__Assignment__:
Only these lines of the data below are wanted: the one with "matches!(self, Framework::Html |", the one with "per generation pass.", and any lines between them, each repeated exactly.

——

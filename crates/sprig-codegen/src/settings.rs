//! User preferences and the per-pass generation context.

use crate::error::{CodegenError, Result};
use serde::{Deserialize, Serialize};
use std::fmt;

/// Target presentation framework.
#[derive(Debug, Clone, Copy, PartialEq, Eq, Hash, Default, Serialize, Deserialize)]
pub enum Framework {
    #[default]
    #[serde(rename = "HTML")]
    Html,
    Tailwind,
    Flutter,
    #[serde(rename = "SwiftUI")]
    SwiftUI,
}

impl Framework {
    pub const ALL: [Framework; 4] = [
        Framework::Html,
        Framework::Tailwind,
        Framework::Flutter,
        Framework::SwiftUI,
    ];

    /// Markup targets use element/attribute syntax.
    pub fn is_markup(&self) -> bool {
        matches!(self, Framework::Html | Framework::Tailwind)
    }
}

impl fmt::Display for Framework {
    fn fmt(&self, f: &mut fmt::Formatter<'_>) -> fmt::Result {
        match self {
            Self::Html => write!(f, "HTML"),
            Self::Tailwind => write!(f, "Tailwind"),
            Self::Flutter => write!(f, "Flutter"),
            Self::SwiftUI => write!(f, "SwiftUI"),
        }
    }
}

/// What the Flutter output is wrapped in.
#[derive(Debug, Clone, Copy, PartialEq, Eq, Default, Serialize, Deserialize)]
#[serde(rename_all = "camelCase")]
pub enum FlutterGenerationMode {
    #[default]
    Snippet,
    Stateless,
    FullApp,
}

/// What the SwiftUI output is wrapped in.
#[derive(Debug, Clone, Copy, PartialEq, Eq, Default, Serialize, Deserialize)]
#[serde(rename_all = "camelCase")]
pub enum SwiftUIGenerationMode {
    #[default]
    Snippet,
    Struct,
    Preview,
}

/// Persisted user preferences, read once per generation pass.
#[derive(Debug, Clone, PartialEq, Serialize, Deserialize)]
#[serde(rename_all = "camelCase", default)]
pub struct PluginSettings {
    pub framework: Framework,
    /// `className` and style objects instead of `class` and style strings.
    pub jsx: bool,
    /// Use the host's inferred auto-layout for frames that declare none.
    pub optimize_layout: bool,
    pub show_layer_names: bool,
    /// Snap arbitrary pixel values to the Tailwind spacing scale.
    pub round_tailwind_values: bool,
    /// Snap colors to the nearest Tailwind palette entry.
    pub round_tailwind_colors: bool,
    pub custom_tailwind_prefix: Option<String>,
    pub flutter_generation_mode: FlutterGenerationMode,
    #[serde(rename = "swiftUIGenerationMode")]
    pub swiftui_generation_mode: SwiftUIGenerationMode,
}

impl Default for PluginSettings {
    fn default() -> Self {
        Self {
            framework: Framework::default(),
            jsx: false,
            optimize_layout: true,
            show_layer_names: false,
            round_tailwind_values: false,
            round_tailwind_colors: false,
            custom_tailwind_prefix: None,
            flutter_generation_mode: FlutterGenerationMode::default(),
            swiftui_generation_mode: SwiftUIGenerationMode::default(),
        }
    }
}

impl PluginSettings {
    /// Default settings targeting `framework`.
    pub fn for_framework(framework: Framework) -> Self {
        Self {
            framework,
            ..Self::default()
        }
    }

    /// Parse a persisted settings document. Missing keys take defaults.
    pub fn from_json(source: &str) -> Result<Self> {
        serde_json::from_str(source).map_err(CodegenError::InvalidSettings)
    }

    /// The class prefix, if one is set and not blank.
    pub fn class_prefix(&self) -> Option<&str> {
        self.custom_tailwind_prefix
            .as_deref()
            .filter(|p| !p.trim().is_empty())
    }
}

/// State for one generation pass, passed by reference down the walk and
/// never mutated by it.
#[derive(Debug, Clone)]
pub struct GenerationContext {
    pub framework: Framework,
    pub settings: PluginSettings,
    /// Output feeds the in-tool HTML preview rather than the code panel.
    pub preview: bool,
}

impl GenerationContext {
    pub fn new(settings: PluginSettings, preview: bool) -> Self {
        Self {
            framework: settings.framework,
            settings,
            preview,
        }
    }

    /// JSX attribute syntax. The preview is rendered as plain HTML, so it
    /// never uses JSX.
    pub fn jsx(&self) -> bool {
        self.settings.jsx && !self.preview && self.framework.is_markup()
    }

    pub fn optimize_layout(&self) -> bool {
        self.settings.optimize_layout
    }

    pub fn show_layer_names(&self) -> bool {
        self.settings.show_layer_names
    }
}

#[cfg(test)]
mod tests {
    use super::*;

    #[test]
    fn test_settings_from_json_defaults() {
        let settings =
            PluginSettings::from_json(r#"{"framework": "SwiftUI", "jsx": true}"#).unwrap();
        assert_eq!(settings.framework, Framework::SwiftUI);
        assert!(settings.jsx);
        assert!(settings.optimize_layout);
        assert_eq!(settings.swiftui_generation_mode, SwiftUIGenerationMode::Snippet);
    }

    #[test]
    fn test_settings_modes() {
        let settings = PluginSettings::from_json(
            r#"{"flutterGenerationMode": "fullApp", "swiftUIGenerationMode": "preview"}"#,
        )
        .unwrap();
        assert_eq!(settings.flutter_generation_mode, FlutterGenerationMode::FullApp);
        assert_eq!(settings.swiftui_generation_mode, SwiftUIGenerationMode::Preview);
    }

    #[test]
    fn test_invalid_settings() {
        let err = PluginSettings::from_json(r#"{"framework": "Qt"}"#).unwrap_err();
        assert!(matches!(err, CodegenError::InvalidSettings(_)));
    }

    #[test]
    fn test_blank_prefix_is_ignored() {
        let mut settings = PluginSettings::for_framework(Framework::Tailwind);
        settings.custom_tailwind_prefix = Some("  ".to_string());
        assert_eq!(settings.class_prefix(), None);
        settings.custom_tailwind_prefix = Some("tw-".to_string());
        assert_eq!(settings.class_prefix(), Some("tw-"));
    }

    #[test]
    fn test_preview_disables_jsx() {
        let mut settings = PluginSettings::default();
        settings.jsx = true;
        assert!(GenerationContext::new(settings.clone(), false).jsx());
        assert!(!GenerationContext::new(settings, true).jsx());
    }
}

——

__Result__:
        matches!(self, Framework::Html | Framework::Tailwind)
    }
}

impl fmt::Display for Framework {
    fn fmt(&self, f: &mut fmt::Formatter<'_>) -> fmt::Result {
        match self {
            Self::Html => write!(f, "HTML"),
            Self::Tailwind => write!(f, "Tailwind"),
            Self::Flutter => write!(f, "Flutter"),
            Self::SwiftUI => write!(f, "SwiftUI"),
        }
    }
}

/// What the Flutter output is wrapped in.
#[derive(Debug, Clone, Copy, PartialEq, Eq, Default, Serialize, Deserialize)]
#[serde(rename_all = "camelCase")]
pub enum FlutterGenerationMode {
    #[default]
    Snippet,
    Stateless,
    FullApp,
}

/// What the SwiftUI output is wrapped in.
#[derive(Debug, Clone, Copy, PartialEq, Eq, Default, Serialize, Deserialize)]
#[serde(rename_all = "camelCase")]
pub enum SwiftUIGenerationMode {
    #[default]
    Snippet,
    Struct,
    Preview,
}

/// Persisted user preferences, read once per generation pass.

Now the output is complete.